Рэнсом попытался найти еще одну лазейку. Как может он
бороться с бессмертным? Будь он даже спортсменом или воином, а
не близоруким профессором, которого до сих пор беспокоит старая
рана, он и тогда не мог бы сражаться с дьяволом. Его же нельзя
убить! И тут же ответ открылся ему. Можно уничтожить тело
Уэстона -- то, без чего Враг ничего не может сделать на
Переландре. В этом теле, тогда еще повиновавшемся человеческой
воле, Враг проник сюда. Если его изгнать, у него не останется
здесь обиталища! Рэнсом вспомнил о бесах в Библии, которые
страшились, что их ввергнут в бездну. Теперь, наконец, он с
ужасом понял, что физическое действие, которое от него
требовалось, не бессмысленно и не безнадежно. У обоих тела
нетренированы и не очень молоды, оба вооружены лишь кулаками,
ногтями и зубами. Рэнсому стало дурно от ужаса и отвращения.
Убивать таким оружием живое существо (он помнил, как пытался
прикончить лягушку) -- очень страшно; умирать от него --
наверное, медленно -- еще страшней. Он был уверен, что
погибнет. "Да разве я победил хоть в одной драке?" -- спросил
он.
Он больше не притворялся, будто не понимает, чего от него
ждут. Силы его иссякли. Он получил ответ, очень ясный,
увильнуть нельзя. Голос во тьме беззвучен, но так отчетлив, что
он удивлялся, как не проснулась спящая Женщина. Невозможное
встало перед ним. Вот что он должен сделать; вот чего он
сделать не может. Тщетно вспоминал он мальчиков, даже не
верящих в Бога, -- какое испытание проходят они сейчас на Земле
(и ради меньшей цели!). Его воля была в том ущелье, где даже
стыд не спасет, оно только темнее и глубже. Ему казалось, что
он согласился бы сражаться с Уэстоном, будь у них оружие. Он
решился бы даже пойти безоружным против револьвера. Но
обхватить это тело, попасть в живые руки мертвеца, прижаться
грудь к груди... Дикие мысли приходили к нему. Можно
ослушаться, ничего страшного -- потом, на Земле, он покается.
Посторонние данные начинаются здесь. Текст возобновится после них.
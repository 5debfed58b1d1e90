//! RepoSession trait
//!
//! The capability the orchestrator needs from an authenticated account
//! session. OAuth and token refresh happen outside this crate; anything that
//! can answer these four calls can drive a backup.

use async_trait::async_trait;

use crate::models::BlobPage;

pub type Result<T> = std::result::Result<T, SessionError>;

/// Page size requested from `com.atproto.sync.listBlobs`
pub const LIST_BLOBS_PAGE_SIZE: u32 = 500;

#[derive(Debug, thiserror::Error)]
pub enum SessionError {
    #[error("HTTP error: {0}")]
    Http(#[from] reqwest::Error),

    #[error("XRPC {method} returned {status}: {body}")]
    Status {
        method: &'static str,
        status: u16,
        body: String,
    },

    #[error("invalid service URL: {0}")]
    Url(#[from] url::ParseError),

    #[error("not found: {0}")]
    NotFound(String),

    #[error("{0}")]
    Other(String),
}

impl SessionError {
    /// Whether a retry has a chance of succeeding.
    pub fn is_transient(&self) -> bool {
        match self {
            SessionError::Http(e) => e.is_timeout() || e.is_connect() || e.is_request(),
            SessionError::Status { status, .. } => *status == 429 || *status >= 500,
            _ => false,
        }
    }
}

#[async_trait]
pub trait RepoSession: Send + Sync {
    /// Name of the session backend (for logs)
    fn provider_name(&self) -> &'static str;

    /// Account identifier, `None` before authentication
    fn did(&self) -> Option<String>;

    /// `com.atproto.sync.getRepo`: full repository archive (CAR bytes)
    async fn get_repo(&self, did: &str) -> Result<Vec<u8>>;

    /// `com.atproto.sync.listBlobs`: one page of blob CIDs
    async fn list_blobs(&self, did: &str, cursor: Option<&str>) -> Result<BlobPage>;

    /// `com.atproto.sync.getBlob`: raw blob bytes
    async fn get_blob(&self, did: &str, cid: &str) -> Result<Vec<u8>>;

    /// Walk `list_blobs` until the server stops returning a cursor.
    ///
    /// A cursor equal to the previous one ends the walk as well, so a
    /// misbehaving server cannot loop forever.
    async fn list_all_blobs(&self, did: &str) -> Result<Vec<String>> {
        let mut all = Vec::new();
        let mut cursor: Option<String> = None;

        loop {
            let page = self.list_blobs(did, cursor.as_deref()).await?;
            all.extend(page.cids);

            match page.cursor {
                Some(next) if !next.is_empty() && cursor.as_deref() != Some(next.as_str()) => {
                    cursor = Some(next);
                }
                _ => break,
            }
        }

        Ok(all)
    }
}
Он струсит, как Петр, и его простят, как Петра. Конечно, разум
его прекрасно знал ответ, но в такие минуты доводы разума --
просто старые сказки. Потом иной ветер поднялся в его душе,
настроение переменилось. Быть может, он победит в борьбе, даже
не очень пострадает. Но тьма не давала ему никаких, ни малейших
гарантий. Будущее было темно, как она сама. "Ведь тебе не зря
дано имя "Рэнсом", -- произнес Голос. Рэнсом знал, что ему не
почудилось, и по весьма забавной причине: фамилия его
происходила не от слова "рэнсом", то есть "выкуп", но от
"Рэнольф сан", "сын Ранульфа". Он давно это знал и соединить
эти два слова мог бы разве что ради забавы, ради каламбура. Но
даже себялюбивое "я" не осмелилось бы предположить, что Голос
играет словами. В одну секунду Рэнсом понял, что случайное для
филолога совпадение слов вовсе не случайно. Различие между
осмысленным и случайным, как и между мифом и фактом, -- чисто
земное. Замысел так широк, что в рамках земного опыта мы не
видим связи между его частями; потому наш опыт и различает
случайное и неизбежное. Вне этих рамок разницы уже нет. Ему
пришлось шагнуть за пределы Земли, попасть в более сложный
узор, чтобы узнать, почему древние философы говорили, что за
пределом земного круга исчезает случайность. Прежде, чем мать
зачала его; прежде, чем предкам его было дано имя "Рэнсом";
прежде, чем слово это стало означать "выкуп за пленных";
прежде, чем Бог создал мир, все это было так связано в
вечности, что самый смысл узора зависел от того, чтобы сейчас
все совпало. И он склонил голову, и застонал, и возроптал на
судьбу -- он просто человек, а его принуждали вступить в
метафизический мир и осуществить то, о чем философы лишь
размышляли.
-- Я тоже Искупитель, -- сказал Голос.
Рэнсом понял не сразу. Да, Тот, Кого в иных мирах называют
Малельдилом, искупил мир и его, Рэнсома. Он знал это. Зачем же
Голос напомнил ему? Прежде, чем пришел ответ, он ощутил, что не
вынесет его, и протянул руки, словно мог от него заслониться.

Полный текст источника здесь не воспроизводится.